====== Material shown ======
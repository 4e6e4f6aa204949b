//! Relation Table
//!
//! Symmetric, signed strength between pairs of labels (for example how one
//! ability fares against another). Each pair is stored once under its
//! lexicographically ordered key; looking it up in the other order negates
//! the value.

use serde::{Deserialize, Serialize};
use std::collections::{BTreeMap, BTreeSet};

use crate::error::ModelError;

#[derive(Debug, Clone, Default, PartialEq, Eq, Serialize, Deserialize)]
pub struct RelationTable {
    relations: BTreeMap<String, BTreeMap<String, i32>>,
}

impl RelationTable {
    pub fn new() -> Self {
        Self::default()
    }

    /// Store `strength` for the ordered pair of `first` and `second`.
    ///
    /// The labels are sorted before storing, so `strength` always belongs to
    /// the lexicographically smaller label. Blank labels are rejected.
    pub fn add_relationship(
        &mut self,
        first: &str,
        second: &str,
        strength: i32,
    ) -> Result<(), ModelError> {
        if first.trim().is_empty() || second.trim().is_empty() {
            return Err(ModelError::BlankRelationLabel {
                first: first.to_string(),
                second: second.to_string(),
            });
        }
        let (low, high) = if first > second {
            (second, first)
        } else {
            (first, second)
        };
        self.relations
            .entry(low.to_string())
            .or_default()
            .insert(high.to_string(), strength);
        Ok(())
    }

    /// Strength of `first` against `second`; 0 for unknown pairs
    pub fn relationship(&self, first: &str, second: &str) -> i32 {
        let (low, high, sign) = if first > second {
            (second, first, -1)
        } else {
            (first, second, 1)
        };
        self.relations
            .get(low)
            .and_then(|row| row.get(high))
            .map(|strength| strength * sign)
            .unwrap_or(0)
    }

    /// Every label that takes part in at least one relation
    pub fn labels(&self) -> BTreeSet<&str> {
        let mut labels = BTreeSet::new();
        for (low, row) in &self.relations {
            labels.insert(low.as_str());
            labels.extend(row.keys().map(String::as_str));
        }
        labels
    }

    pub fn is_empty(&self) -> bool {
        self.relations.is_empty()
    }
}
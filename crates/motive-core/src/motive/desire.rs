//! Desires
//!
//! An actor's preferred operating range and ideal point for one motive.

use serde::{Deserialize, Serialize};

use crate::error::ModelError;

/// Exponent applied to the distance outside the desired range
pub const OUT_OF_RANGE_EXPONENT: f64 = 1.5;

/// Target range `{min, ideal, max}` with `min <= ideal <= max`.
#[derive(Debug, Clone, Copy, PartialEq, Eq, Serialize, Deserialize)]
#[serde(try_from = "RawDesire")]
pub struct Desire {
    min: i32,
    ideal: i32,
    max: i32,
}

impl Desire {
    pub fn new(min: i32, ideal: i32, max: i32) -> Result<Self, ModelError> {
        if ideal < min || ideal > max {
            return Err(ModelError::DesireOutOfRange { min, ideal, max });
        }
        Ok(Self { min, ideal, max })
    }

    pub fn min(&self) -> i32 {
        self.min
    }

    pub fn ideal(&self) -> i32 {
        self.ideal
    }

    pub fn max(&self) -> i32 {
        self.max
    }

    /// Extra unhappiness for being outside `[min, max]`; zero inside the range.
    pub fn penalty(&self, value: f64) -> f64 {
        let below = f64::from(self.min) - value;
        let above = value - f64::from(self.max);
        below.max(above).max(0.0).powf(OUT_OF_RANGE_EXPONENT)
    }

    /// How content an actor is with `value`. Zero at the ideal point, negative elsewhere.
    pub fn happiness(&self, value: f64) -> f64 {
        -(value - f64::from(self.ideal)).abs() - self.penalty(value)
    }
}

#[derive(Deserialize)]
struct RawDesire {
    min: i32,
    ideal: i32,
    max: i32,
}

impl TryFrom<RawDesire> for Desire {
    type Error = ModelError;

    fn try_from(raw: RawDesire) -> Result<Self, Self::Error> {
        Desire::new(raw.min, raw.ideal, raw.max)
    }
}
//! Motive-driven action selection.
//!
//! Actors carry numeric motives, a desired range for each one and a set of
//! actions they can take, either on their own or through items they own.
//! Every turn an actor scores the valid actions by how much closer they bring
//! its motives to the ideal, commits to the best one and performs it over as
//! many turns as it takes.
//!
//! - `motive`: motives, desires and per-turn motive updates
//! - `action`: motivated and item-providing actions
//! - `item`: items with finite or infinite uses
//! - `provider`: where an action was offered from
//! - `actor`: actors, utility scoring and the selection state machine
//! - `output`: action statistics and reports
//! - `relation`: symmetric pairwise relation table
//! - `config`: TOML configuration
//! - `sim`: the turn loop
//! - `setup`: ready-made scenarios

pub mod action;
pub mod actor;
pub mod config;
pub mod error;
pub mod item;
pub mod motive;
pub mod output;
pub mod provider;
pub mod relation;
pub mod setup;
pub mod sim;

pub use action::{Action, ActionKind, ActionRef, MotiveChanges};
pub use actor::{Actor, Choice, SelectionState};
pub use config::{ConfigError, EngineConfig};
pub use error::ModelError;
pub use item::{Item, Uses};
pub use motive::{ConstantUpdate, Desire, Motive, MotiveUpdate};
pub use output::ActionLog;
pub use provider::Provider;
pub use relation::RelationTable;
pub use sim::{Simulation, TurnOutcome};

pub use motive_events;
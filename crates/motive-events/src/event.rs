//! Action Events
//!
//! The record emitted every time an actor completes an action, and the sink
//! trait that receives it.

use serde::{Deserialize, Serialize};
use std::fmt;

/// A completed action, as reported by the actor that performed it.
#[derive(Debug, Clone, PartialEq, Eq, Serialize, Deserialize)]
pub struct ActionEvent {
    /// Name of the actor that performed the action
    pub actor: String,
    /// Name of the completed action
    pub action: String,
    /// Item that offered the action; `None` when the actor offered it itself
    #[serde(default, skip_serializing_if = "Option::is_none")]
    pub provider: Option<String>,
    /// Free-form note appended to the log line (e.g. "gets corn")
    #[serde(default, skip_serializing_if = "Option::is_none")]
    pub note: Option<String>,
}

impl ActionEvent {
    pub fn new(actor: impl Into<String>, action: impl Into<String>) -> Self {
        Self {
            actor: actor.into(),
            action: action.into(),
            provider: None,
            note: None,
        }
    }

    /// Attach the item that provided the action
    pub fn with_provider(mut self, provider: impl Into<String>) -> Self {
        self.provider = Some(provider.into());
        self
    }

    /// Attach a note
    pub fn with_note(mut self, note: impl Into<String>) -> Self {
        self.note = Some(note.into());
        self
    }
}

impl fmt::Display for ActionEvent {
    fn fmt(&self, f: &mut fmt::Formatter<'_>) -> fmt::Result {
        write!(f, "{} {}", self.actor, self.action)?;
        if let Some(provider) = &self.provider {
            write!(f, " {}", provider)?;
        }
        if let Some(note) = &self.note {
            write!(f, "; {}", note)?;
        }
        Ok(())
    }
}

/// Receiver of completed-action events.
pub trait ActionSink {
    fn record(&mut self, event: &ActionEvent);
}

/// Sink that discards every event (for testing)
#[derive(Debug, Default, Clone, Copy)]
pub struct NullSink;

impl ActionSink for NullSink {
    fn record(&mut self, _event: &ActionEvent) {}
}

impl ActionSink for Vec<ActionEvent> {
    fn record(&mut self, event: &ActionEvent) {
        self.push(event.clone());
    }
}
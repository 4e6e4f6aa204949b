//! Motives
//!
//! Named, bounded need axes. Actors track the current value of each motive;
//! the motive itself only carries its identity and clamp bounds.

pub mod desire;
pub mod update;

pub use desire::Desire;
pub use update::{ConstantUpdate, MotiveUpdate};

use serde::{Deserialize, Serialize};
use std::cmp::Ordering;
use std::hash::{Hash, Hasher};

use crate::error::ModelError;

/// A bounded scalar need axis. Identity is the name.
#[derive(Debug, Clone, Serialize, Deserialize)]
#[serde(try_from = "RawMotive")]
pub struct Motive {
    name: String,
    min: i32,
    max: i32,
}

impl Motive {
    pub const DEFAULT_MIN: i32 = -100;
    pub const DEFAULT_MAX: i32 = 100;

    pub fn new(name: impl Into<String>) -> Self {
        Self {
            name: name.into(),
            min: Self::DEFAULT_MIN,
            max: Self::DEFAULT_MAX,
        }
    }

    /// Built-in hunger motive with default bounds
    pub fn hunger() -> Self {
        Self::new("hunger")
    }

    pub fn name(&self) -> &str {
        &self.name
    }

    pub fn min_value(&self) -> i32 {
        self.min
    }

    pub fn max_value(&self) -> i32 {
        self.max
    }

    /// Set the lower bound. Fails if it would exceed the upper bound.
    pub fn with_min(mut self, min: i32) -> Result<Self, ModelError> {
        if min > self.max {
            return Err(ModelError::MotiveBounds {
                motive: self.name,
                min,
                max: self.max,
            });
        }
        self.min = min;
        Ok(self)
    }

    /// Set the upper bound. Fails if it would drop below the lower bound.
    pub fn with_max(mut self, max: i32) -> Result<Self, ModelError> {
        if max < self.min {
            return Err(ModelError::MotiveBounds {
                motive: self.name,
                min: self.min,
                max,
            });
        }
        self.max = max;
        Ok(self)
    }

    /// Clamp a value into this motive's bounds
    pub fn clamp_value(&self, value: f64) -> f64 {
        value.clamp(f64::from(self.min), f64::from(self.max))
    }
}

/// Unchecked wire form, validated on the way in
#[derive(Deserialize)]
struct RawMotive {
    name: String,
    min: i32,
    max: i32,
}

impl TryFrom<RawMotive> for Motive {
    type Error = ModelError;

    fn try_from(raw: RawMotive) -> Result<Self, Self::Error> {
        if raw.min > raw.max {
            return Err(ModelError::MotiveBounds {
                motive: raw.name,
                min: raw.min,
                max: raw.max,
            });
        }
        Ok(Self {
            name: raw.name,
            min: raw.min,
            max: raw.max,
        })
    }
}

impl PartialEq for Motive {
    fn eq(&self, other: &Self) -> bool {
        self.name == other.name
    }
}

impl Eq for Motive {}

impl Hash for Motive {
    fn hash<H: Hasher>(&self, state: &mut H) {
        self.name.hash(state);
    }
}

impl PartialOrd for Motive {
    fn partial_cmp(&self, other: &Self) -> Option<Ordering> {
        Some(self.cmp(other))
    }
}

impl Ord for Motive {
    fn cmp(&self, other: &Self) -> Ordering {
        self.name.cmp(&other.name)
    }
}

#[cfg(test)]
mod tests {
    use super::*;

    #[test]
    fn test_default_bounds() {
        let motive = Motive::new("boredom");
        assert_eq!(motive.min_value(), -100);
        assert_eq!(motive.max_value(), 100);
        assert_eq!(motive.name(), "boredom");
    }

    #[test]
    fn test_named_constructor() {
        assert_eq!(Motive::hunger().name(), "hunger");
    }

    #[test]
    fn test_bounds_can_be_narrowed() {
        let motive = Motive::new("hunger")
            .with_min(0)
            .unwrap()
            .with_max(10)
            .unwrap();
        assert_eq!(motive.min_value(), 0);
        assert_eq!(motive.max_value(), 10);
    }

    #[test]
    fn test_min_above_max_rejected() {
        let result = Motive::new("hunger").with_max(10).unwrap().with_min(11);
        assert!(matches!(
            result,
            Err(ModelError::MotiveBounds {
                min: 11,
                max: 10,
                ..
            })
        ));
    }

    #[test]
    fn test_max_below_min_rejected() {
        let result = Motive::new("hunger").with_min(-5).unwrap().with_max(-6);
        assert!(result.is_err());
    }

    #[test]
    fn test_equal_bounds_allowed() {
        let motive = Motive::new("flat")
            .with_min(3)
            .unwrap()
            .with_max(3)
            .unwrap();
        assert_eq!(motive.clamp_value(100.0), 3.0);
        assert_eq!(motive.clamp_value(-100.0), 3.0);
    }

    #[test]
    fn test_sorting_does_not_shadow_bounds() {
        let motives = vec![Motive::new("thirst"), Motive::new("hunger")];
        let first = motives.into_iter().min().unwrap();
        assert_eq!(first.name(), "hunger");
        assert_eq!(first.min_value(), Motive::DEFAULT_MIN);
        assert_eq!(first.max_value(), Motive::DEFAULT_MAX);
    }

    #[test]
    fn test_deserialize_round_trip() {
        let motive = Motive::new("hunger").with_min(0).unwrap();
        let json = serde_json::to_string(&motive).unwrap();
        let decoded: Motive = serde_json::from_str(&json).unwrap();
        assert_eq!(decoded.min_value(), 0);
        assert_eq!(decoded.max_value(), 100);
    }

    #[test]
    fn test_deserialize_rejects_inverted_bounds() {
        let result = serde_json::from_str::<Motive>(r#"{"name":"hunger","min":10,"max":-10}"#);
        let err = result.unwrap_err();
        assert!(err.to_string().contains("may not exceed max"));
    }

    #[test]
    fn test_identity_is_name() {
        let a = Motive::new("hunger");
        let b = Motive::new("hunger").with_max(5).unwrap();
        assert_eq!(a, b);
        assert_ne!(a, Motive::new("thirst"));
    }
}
======
**About this exercise**
Extract, from the listing above, every line where the string "TryFrom" occurs.

**Answer space**
impl TryFrom<RawDesire> for Desire {
impl TryFrom<RawMotive> for Motive {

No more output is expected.